+++ DATA RECORDS

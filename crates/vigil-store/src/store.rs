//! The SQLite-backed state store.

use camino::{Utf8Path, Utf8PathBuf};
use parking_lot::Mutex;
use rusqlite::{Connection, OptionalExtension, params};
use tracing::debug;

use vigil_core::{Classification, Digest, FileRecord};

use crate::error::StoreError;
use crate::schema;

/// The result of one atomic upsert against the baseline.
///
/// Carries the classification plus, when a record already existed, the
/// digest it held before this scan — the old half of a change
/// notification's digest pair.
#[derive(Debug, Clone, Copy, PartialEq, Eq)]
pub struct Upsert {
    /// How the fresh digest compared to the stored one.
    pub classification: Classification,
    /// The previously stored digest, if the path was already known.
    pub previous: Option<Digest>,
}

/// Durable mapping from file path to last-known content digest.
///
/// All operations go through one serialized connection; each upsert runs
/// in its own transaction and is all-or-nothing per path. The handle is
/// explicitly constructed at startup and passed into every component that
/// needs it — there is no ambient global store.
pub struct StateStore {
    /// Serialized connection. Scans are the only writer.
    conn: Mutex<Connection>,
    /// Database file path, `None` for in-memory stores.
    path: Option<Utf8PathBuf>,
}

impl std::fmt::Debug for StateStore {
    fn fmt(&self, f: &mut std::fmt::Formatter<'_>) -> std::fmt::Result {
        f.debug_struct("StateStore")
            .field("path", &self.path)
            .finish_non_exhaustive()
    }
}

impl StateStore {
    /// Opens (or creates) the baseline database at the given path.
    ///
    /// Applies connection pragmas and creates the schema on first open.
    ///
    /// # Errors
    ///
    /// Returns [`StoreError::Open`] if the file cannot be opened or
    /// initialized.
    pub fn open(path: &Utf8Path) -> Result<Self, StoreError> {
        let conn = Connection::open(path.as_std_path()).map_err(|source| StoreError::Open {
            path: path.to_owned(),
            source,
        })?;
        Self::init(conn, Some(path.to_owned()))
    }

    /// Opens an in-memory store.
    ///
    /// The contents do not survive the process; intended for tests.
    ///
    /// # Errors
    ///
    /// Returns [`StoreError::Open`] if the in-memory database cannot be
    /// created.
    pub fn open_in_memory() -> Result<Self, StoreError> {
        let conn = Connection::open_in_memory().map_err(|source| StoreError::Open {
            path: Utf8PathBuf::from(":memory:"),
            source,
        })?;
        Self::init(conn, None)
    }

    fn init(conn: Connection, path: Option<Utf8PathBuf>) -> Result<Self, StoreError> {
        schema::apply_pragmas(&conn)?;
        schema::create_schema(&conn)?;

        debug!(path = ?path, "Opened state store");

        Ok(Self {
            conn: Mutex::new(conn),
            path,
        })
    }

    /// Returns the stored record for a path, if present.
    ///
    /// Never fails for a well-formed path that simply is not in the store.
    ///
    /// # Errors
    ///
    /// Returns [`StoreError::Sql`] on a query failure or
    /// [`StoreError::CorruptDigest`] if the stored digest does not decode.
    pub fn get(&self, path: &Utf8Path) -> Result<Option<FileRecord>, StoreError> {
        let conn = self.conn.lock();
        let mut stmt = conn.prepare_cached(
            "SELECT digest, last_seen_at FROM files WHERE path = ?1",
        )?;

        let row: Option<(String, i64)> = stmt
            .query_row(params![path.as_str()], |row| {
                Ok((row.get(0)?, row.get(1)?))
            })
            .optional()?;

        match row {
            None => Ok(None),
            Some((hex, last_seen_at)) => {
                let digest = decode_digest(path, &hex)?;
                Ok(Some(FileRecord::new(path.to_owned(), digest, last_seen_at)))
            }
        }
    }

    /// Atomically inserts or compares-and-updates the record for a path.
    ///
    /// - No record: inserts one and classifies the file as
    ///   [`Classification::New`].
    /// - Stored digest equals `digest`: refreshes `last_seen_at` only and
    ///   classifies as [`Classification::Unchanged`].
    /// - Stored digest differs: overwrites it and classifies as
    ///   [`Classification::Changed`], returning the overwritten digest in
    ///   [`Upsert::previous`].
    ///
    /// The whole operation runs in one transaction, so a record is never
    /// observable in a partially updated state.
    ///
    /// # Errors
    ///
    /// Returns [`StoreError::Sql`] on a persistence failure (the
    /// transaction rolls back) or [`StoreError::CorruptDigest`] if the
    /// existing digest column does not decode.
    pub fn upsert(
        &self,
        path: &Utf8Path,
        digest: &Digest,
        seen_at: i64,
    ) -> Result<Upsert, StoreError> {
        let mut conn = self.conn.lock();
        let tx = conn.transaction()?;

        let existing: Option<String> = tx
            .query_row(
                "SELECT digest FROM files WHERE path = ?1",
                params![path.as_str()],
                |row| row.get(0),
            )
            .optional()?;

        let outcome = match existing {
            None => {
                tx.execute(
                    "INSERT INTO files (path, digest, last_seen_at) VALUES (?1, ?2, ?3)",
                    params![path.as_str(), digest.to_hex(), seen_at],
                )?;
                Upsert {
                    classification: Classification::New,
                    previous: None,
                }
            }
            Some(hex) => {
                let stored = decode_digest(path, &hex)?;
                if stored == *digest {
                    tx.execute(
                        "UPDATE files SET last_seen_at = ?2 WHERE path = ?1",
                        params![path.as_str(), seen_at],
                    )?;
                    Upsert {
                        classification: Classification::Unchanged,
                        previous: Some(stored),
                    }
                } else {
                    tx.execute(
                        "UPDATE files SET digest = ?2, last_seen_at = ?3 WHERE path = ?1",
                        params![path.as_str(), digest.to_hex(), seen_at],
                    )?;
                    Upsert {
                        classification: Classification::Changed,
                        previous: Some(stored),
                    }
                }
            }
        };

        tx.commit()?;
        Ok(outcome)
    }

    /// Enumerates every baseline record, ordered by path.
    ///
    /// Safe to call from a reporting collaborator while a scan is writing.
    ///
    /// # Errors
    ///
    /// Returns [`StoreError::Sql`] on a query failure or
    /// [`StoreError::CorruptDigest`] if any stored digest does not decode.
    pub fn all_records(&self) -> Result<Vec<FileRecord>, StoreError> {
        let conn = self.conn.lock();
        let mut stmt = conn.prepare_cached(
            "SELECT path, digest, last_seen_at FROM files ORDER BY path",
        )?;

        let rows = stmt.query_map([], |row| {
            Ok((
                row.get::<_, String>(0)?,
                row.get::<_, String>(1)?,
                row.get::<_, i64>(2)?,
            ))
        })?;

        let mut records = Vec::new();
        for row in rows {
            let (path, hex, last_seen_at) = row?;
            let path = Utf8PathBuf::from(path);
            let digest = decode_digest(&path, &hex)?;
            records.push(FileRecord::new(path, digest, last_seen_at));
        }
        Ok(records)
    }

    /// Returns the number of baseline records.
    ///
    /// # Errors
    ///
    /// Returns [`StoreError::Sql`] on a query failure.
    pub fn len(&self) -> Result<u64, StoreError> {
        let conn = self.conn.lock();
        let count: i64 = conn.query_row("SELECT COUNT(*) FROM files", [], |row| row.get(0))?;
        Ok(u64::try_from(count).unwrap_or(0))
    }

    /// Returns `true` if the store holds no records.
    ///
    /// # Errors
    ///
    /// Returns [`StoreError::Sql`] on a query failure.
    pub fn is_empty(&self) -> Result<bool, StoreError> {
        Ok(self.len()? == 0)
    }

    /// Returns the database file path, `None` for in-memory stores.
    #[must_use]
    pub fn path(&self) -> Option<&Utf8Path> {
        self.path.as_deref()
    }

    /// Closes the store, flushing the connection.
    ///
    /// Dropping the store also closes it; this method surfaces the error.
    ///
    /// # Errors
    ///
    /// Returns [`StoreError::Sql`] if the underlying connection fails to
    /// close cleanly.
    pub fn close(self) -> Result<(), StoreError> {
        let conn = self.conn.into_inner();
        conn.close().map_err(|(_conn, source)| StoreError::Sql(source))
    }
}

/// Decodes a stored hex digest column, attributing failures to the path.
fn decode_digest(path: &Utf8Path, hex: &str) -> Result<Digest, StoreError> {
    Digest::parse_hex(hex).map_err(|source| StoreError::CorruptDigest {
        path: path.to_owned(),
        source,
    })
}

++++++

REQUIREMENT:
Pull out all lines from the entries above in which the word "CorruptDigest" appears.

SOLVED PROBLEM:
    /// [`StoreError::CorruptDigest`] if the stored digest does not decode.
    /// transaction rolls back) or [`StoreError::CorruptDigest`] if the
    /// [`StoreError::CorruptDigest`] if any stored digest does not decode.
    Digest::parse_hex(hex).map_err(|source| StoreError::CorruptDigest {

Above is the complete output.